Exercise goal – Retrieve each line that contains the word "panic" from the entries below.

Data provided –
- - -

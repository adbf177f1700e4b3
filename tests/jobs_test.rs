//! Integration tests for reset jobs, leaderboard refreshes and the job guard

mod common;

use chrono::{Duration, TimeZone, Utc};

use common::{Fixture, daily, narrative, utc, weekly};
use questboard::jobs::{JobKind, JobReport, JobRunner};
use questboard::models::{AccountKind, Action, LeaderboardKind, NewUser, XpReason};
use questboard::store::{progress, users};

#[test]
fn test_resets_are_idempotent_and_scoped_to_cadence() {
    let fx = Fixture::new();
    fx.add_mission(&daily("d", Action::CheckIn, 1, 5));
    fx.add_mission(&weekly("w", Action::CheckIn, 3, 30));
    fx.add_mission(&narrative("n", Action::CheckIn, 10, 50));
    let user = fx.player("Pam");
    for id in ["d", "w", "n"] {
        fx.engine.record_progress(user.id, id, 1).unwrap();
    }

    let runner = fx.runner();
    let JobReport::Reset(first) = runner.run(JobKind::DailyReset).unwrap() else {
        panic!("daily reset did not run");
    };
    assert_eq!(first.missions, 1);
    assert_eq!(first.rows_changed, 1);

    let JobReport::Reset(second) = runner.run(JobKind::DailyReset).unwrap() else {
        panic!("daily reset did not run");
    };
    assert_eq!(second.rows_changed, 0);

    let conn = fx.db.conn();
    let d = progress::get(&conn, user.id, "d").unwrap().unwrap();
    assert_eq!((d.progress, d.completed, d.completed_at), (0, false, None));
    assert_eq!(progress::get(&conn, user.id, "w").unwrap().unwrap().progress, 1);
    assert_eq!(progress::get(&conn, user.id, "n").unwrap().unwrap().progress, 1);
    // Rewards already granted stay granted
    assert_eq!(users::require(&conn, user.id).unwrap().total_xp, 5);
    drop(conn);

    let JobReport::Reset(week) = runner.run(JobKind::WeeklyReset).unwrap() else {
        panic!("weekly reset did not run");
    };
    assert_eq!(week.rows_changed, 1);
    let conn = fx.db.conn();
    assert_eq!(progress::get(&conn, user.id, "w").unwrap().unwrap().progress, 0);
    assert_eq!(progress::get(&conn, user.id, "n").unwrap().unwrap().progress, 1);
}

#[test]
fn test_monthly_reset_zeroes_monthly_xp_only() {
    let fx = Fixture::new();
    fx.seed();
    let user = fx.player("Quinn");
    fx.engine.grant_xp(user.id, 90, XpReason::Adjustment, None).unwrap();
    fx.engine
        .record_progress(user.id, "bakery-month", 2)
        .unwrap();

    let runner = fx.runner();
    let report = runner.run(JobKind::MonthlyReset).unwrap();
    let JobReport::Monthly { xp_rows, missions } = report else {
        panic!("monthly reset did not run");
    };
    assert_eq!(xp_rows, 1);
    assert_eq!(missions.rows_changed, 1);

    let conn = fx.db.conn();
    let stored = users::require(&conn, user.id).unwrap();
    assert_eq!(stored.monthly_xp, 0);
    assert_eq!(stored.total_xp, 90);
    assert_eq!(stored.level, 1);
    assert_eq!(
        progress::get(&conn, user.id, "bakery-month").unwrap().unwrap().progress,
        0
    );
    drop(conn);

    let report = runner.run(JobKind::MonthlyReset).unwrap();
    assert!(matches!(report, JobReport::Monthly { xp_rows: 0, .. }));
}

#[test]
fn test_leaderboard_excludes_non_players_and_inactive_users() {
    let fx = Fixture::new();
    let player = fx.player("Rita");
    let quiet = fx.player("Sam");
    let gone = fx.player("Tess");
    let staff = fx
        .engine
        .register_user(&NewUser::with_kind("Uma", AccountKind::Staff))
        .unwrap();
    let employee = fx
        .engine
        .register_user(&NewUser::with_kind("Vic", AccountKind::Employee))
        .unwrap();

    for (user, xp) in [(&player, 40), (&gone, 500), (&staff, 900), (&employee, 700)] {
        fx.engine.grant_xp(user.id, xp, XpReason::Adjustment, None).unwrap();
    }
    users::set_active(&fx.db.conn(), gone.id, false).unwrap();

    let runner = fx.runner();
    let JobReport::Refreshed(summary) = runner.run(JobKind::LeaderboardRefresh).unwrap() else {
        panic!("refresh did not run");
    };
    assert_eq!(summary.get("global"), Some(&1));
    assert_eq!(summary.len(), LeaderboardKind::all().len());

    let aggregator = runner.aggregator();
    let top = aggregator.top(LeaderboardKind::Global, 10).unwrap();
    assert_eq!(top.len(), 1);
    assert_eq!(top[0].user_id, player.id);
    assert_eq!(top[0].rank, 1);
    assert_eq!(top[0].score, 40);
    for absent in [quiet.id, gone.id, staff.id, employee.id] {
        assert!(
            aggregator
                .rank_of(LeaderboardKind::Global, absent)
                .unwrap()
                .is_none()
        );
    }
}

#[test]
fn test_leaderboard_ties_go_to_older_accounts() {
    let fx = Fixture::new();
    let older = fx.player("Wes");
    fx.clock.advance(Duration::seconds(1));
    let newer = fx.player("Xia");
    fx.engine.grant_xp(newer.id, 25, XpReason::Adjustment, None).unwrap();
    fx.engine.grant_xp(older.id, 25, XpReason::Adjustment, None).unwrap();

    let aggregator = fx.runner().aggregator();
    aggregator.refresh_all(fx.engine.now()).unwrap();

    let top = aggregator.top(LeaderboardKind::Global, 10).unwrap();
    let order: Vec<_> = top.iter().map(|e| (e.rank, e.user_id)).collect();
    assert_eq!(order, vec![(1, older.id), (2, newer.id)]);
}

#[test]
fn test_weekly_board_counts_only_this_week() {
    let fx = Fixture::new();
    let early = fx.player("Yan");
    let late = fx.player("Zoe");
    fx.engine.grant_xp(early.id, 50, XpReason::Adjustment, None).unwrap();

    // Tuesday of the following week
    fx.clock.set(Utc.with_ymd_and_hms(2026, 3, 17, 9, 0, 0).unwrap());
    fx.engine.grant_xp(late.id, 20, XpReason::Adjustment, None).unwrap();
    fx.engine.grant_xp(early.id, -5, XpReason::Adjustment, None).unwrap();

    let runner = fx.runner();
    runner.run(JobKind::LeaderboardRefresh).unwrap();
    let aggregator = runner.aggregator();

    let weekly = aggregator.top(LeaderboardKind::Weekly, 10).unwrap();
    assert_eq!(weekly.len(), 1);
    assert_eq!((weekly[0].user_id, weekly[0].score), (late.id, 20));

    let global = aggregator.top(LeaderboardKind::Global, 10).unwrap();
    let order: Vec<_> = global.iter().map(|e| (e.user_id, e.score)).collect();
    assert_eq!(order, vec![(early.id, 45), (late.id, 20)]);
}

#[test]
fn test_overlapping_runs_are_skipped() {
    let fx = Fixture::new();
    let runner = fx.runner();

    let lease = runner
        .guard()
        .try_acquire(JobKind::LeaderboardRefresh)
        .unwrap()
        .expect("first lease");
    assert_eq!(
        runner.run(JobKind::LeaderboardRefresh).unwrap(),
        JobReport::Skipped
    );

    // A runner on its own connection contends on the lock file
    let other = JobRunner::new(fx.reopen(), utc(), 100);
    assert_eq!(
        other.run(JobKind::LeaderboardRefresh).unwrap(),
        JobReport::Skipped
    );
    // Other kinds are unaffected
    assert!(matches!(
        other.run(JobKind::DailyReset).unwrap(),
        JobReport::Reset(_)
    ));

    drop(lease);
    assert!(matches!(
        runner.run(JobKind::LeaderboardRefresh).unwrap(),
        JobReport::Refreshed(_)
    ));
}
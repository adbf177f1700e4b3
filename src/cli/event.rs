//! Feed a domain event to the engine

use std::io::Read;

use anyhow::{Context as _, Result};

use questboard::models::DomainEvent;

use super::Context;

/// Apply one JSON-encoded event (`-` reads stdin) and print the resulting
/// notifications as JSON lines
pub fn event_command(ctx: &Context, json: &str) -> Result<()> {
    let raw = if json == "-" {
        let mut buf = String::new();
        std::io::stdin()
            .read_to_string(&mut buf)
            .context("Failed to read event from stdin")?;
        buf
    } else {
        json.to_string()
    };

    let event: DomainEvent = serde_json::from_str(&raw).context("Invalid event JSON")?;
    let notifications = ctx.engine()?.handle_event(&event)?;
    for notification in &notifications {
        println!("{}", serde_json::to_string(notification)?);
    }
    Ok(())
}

- - -

Worked solution –
        panic!("daily reset did not run");
        panic!("daily reset did not run");
        panic!("weekly reset did not run");
        panic!("monthly reset did not run");
        panic!("refresh did not run");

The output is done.